What you will do — Restate the opening lines of the material below word for word, stopping after the line that contains "alpha. Must be".

Task data: Begin

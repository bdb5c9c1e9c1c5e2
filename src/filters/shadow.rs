//! Drop-shadow derivation.
//!
//! The shadow of an image is based only on its alpha channel: the alpha
//! plane is blurred as an opaque grayscale image, and the blurred level
//! becomes the alpha of an all-black result. Offsetting the shadow and
//! compositing the original over it is the caller's business.

use log::debug;
use ndarray::{Array3, ArrayView3};

use super::blur::blur;
use crate::error::Error;

/// Build the soft shadow cast by a 4-channel image.
///
/// # Arguments
/// * `image` - Source image (height, width, 4), channel 0 alpha. Must be
///   semi-transparent, since its alpha channel is what casts the shadow
/// * `radius` - Size of the shadow, in pixels
/// * `darkness` - How dark to make the shadow: 0.0 means none, 1.0 is the
///   darkest
///
/// # Returns
/// An image of the same size holding just the shadow: black color with the
/// alpha following the blurred silhouette
pub fn make_shadow(
    image: ArrayView3<u8>,
    radius: f64,
    darkness: f64,
) -> Result<Array3<u8>, Error> {
    debug!("making a shadow of radius {radius} and darkness {darkness}");

    let (height, width, channels) = image.dim();
    if channels != 4 {
        return Err(Error::UnsupportedChannels {
            got: channels,
            expected: "4",
        });
    }

    // Opaque image where gray = alpha of the original.
    let mut silhouette = Array3::<u8>::zeros((height, width, 4));
    for y in 0..height {
        for x in 0..width {
            let alpha = image[[y, x, 0]];
            silhouette[[y, x, 0]] = 255;
            silhouette[[y, x, 1]] = alpha;
            silhouette[[y, x, 2]] = alpha;
            silhouette[[y, x, 3]] = alpha;
        }
    }

    let blurred = blur(silhouette.view(), radius)?;

    // Semi-transparent image: the color stays black, the alpha follows the
    // blurred gray level, darkened or lightened by the darkness factor.
    let mut shadow = Array3::<u8>::zeros((height, width, 4));
    for y in 0..height {
        for x in 0..width {
            let level = (blurred[[y, x, 1]] as f64 * darkness) as i32;
            shadow[[y, x, 0]] = level.clamp(0, 255) as u8;
        }
    }

    Ok(shadow)
}
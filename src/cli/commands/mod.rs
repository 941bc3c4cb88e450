use clap::{
    Arg, ColorChoice, Command,
    builder::{
        ValueParser,
        styling::{AnsiColor, Effects, Styles},
    },
};

pub fn validator_log_level() -> ValueParser {
    ValueParser::from(move |level: &str| -> std::result::Result<u8, String> {
        if let Ok(parsed) = level.parse::<u8>() {
            // Successfully parsed as a number
            if parsed <= 5 {
                return Ok(parsed);
            }
        }

        match level.to_lowercase().as_str() {
            "error" => Ok(0),
            "warn" => Ok(1),
            "info" => Ok(2),
            "debug" => Ok(3),
            "trace" => Ok(4),
            _ => Err("invalid log level".to_string()),
        }
    })
}

pub fn validator_email() -> ValueParser {
    ValueParser::from(move |email: &str| -> std::result::Result<String, String> {
        let normalized = crate::challenge::normalize_email(email);
        if crate::challenge::valid_email(&normalized) {
            Ok(normalized)
        } else {
            Err("invalid email address".to_string())
        }
    })
}

pub fn new() -> Command {
    let styles = Styles::styled()
        .header(AnsiColor::Yellow.on_default() | Effects::BOLD)
        .usage(AnsiColor::Green.on_default() | Effects::BOLD)
        .literal(AnsiColor::Blue.on_default() | Effects::BOLD)
        .placeholder(AnsiColor::Green.on_default());

    Command::new("sesamo")
        .about("Passwordless email authentication")
        .version(env!("CARGO_PKG_VERSION"))
        .color(ColorChoice::Auto)
        .styles(styles)
        .arg(
            Arg::new("port")
                .short('p')
                .long("port")
                .help("Port to listen on")
                .default_value("8080")
                .env("SESAMO_PORT")
                .value_parser(clap::value_parser!(u16)),
        )
        .arg(
            Arg::new("sender-email")
                .short('s')
                .long("sender-email")
                .help("From address for one-time code emails")
                .env("SESAMO_SENDER_EMAIL")
                .value_parser(validator_email())
                .required(true),
        )
        .arg(
            Arg::new("max-attempts")
                .long("max-attempts")
                .help("Challenge rounds before the session fails")
                .default_value("3")
                .env("SESAMO_MAX_ATTEMPTS")
                .value_parser(clap::value_parser!(u32)),
        )
        .arg(
            Arg::new("code-length")
                .long("code-length")
                .help("Length of the one-time code")
                .default_value("6")
                .env("SESAMO_CODE_LENGTH")
                .value_parser(clap::value_parser!(usize)),
        )
        .arg(
            Arg::new("code-ttl")
                .long("code-ttl")
                .help("Seconds a one-time code stays valid")
                .default_value("300")
                .env("SESAMO_CODE_TTL")
                .value_parser(clap::value_parser!(i64)),
        )
        .arg(
            Arg::new("delivery-timeout")
                .long("delivery-timeout")
                .help("Seconds to wait for email delivery before failing the round")
                .default_value("10")
                .env("SESAMO_DELIVERY_TIMEOUT")
                .value_parser(clap::value_parser!(u64)),
        )
        .arg(
            Arg::new("email-endpoint")
                .long("email-endpoint")
                .help("Email relay URL; when unset, emails are logged instead of sent")
                .env("SESAMO_EMAIL_ENDPOINT"),
        )
        .arg(
            Arg::new("verbosity")
                .short('v')
                .long("verbose")
                .help("Verbosity level: ERROR, WARN, INFO, DEBUG, TRACE (default: ERROR)")
                .env("SESAMO_LOG_LEVEL")
                .global(true)
                .action(clap::ArgAction::Count)
                .value_parser(validator_log_level()),
        )
}
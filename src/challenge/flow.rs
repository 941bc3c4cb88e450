//! In-process session driver reproducing the identity provider's loop.
//!
//! The provider normally owns the session and re-invokes define after every
//! round; [`Authenticator`] runs that same pipeline against the directory
//! and email collaborators so the protocol can be embedded or exercised end
//! to end without a provider. Invocations within one session are serialized
//! by the `&mut` borrow; different sessions share nothing mutable.

use std::sync::Arc;
use tracing::debug;

use crate::api::directory::Directory;
use crate::api::email::EmailSender;

use super::define::{Decision, FailureReason, RoundResult, define};
use super::error::ChallengeError;
use super::issue::issue;
use super::policy::ChallengePolicy;
use super::session::{ChallengeRound, SessionEvent, SessionState};
use super::utils::{normalize_email, now_unix_seconds};
use super::verify::{Verification, verify};

/// One login attempt by one principal: the ordered challenge rounds, their
/// reported outcomes, and the session's position in the state machine.
pub struct AuthSession {
    email: String,
    rounds: Vec<ChallengeRound>,
    results: Vec<RoundResult>,
    state: SessionState,
}

impl AuthSession {
    #[must_use]
    pub fn email(&self) -> &str {
        &self.email
    }

    #[must_use]
    pub fn state(&self) -> SessionState {
        self.state
    }

    #[must_use]
    pub fn rounds_issued(&self) -> u32 {
        u32::try_from(self.rounds.len()).unwrap_or(u32::MAX)
    }

    #[must_use]
    pub fn current_round(&self) -> Option<&ChallengeRound> {
        self.rounds.last()
    }
}

/// Drives define -> issue -> verify rounds against the collaborators.
pub struct Authenticator {
    policy: ChallengePolicy,
    sender: Arc<dyn EmailSender>,
    directory: Arc<dyn Directory>,
}

impl Authenticator {
    #[must_use]
    pub fn new(
        policy: ChallengePolicy,
        sender: Arc<dyn EmailSender>,
        directory: Arc<dyn Directory>,
    ) -> Self {
        Self {
            policy: policy.normalize(),
            sender,
            directory,
        }
    }

    #[must_use]
    pub fn policy(&self) -> &ChallengePolicy {
        &self.policy
    }

    /// Start a session: decide on round one and issue it.
    ///
    /// # Errors
    /// [`ChallengeError::UnverifiedPrincipal`] if the directory has not
    /// verified the address (no secret is generated, no email sent), or
    /// [`ChallengeError::DeliveryFailure`] if the first code cannot be
    /// delivered.
    pub async fn begin(&self, email: &str) -> Result<AuthSession, ChallengeError> {
        let email = normalize_email(email);
        let verified = self.directory.is_verified(&email);

        let mut session = AuthSession {
            email,
            rounds: Vec::new(),
            results: Vec::new(),
            state: SessionState::Start,
        };

        match define(&session.results, verified, &self.policy) {
            Decision::IssueNextChallenge => {
                self.issue_next(&mut session).await?;
                Ok(session)
            }
            Decision::Fail(FailureReason::UnverifiedPrincipal) => {
                session.state = session
                    .state
                    .advance(SessionEvent::PrincipalUnverified, self.policy.max_attempts());
                Err(ChallengeError::UnverifiedPrincipal {
                    email: session.email,
                })
            }
            // Unreachable with an empty history, but the decision type is total.
            Decision::Succeed | Decision::Fail(FailureReason::AttemptsExhausted) => {
                Err(ChallengeError::AttemptsExhausted {
                    attempts: session.rounds_issued(),
                })
            }
        }
    }

    /// Submit an answer for the current round and run the provider loop once
    /// more: verify, re-define, and issue the next round when told to.
    ///
    /// # Errors
    /// [`ChallengeError::AttemptsExhausted`] when the cap is reached,
    /// [`ChallengeError::DeliveryFailure`] when the next code cannot be
    /// delivered; both leave the session `Failed`. Terminal sessions return
    /// their state unchanged.
    pub async fn submit(
        &self,
        session: &mut AuthSession,
        answer: &str,
    ) -> Result<SessionState, ChallengeError> {
        if session.state.is_terminal() {
            return Ok(session.state);
        }

        let Some(round) = session.rounds.last_mut() else {
            return Ok(session.state);
        };

        let verification = verify(round, answer, now_unix_seconds(), &self.policy);
        match verification {
            Verification::Matched => {
                round.mark_consumed();
                session.results.push(RoundResult {
                    answer_correct: true,
                });
            }
            Verification::NotMatched => {
                session.results.push(RoundResult {
                    answer_correct: false,
                });
            }
        }
        debug!(
            email = %session.email,
            round = round.index(),
            matched = verification == Verification::Matched,
            "challenge answer verified"
        );

        let max_attempts = self.policy.max_attempts();
        let verified = self.directory.is_verified(&session.email);
        match define(&session.results, verified, &self.policy) {
            Decision::Succeed => {
                session.state = session.state.advance(SessionEvent::AnswerMatched, max_attempts);
                Ok(session.state)
            }
            Decision::IssueNextChallenge => {
                session.state = session
                    .state
                    .advance(SessionEvent::AnswerRejected, max_attempts);
                self.issue_next(session).await?;
                Ok(session.state)
            }
            Decision::Fail(FailureReason::AttemptsExhausted) => {
                session.state = session
                    .state
                    .advance(SessionEvent::AnswerRejected, max_attempts);
                Err(ChallengeError::AttemptsExhausted {
                    attempts: session.rounds_issued(),
                })
            }
            Decision::Fail(FailureReason::UnverifiedPrincipal) => {
                session.state = session
                    .state
                    .advance(SessionEvent::PrincipalUnverified, max_attempts);
                Err(ChallengeError::UnverifiedPrincipal {
                    email: session.email.clone(),
                })
            }
        }
    }

    async fn issue_next(&self, session: &mut AuthSession) -> Result<(), ChallengeError> {
        let round_index = session.rounds_issued().saturating_add(1);
        match issue(
            &session.email,
            round_index,
            &self.policy,
            Arc::clone(&self.sender),
        )
        .await
        {
            Ok(issued) => {
                session.rounds.push(issued.into_round());
                session.state = session
                    .state
                    .advance(SessionEvent::ChallengeIssued, self.policy.max_attempts());
                Ok(())
            }
            // A failed delivery ends the session; any earlier round's secret
            // must not stay winnable.
            Err(err) => {
                session.state = session
                    .state
                    .advance(SessionEvent::DeliveryFailed, self.policy.max_attempts());
                Err(err)
            }
        }
    }
}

Task data: End

Solution to the exercise —
repository bdb5c9c1e9c1c5e2
filename src/filters/shadow.rs
//! Drop-shadow derivation.
//!
//! The shadow of an image is based only on its alpha channel: the alpha
//! plane is blurred as an opaque grayscale image, and the blurred level
//! becomes the alpha of an all-black result. Offsetting the shadow and
//! compositing the original over it is the caller's business.

use log::debug;
use ndarray::{Array3, ArrayView3};

use super::blur::blur;
use crate::error::Error;

/// Build the soft shadow cast by a 4-channel image.
///
/// # Arguments
/// * `image` - Source image (height, width, 4), channel 0 alpha. Must be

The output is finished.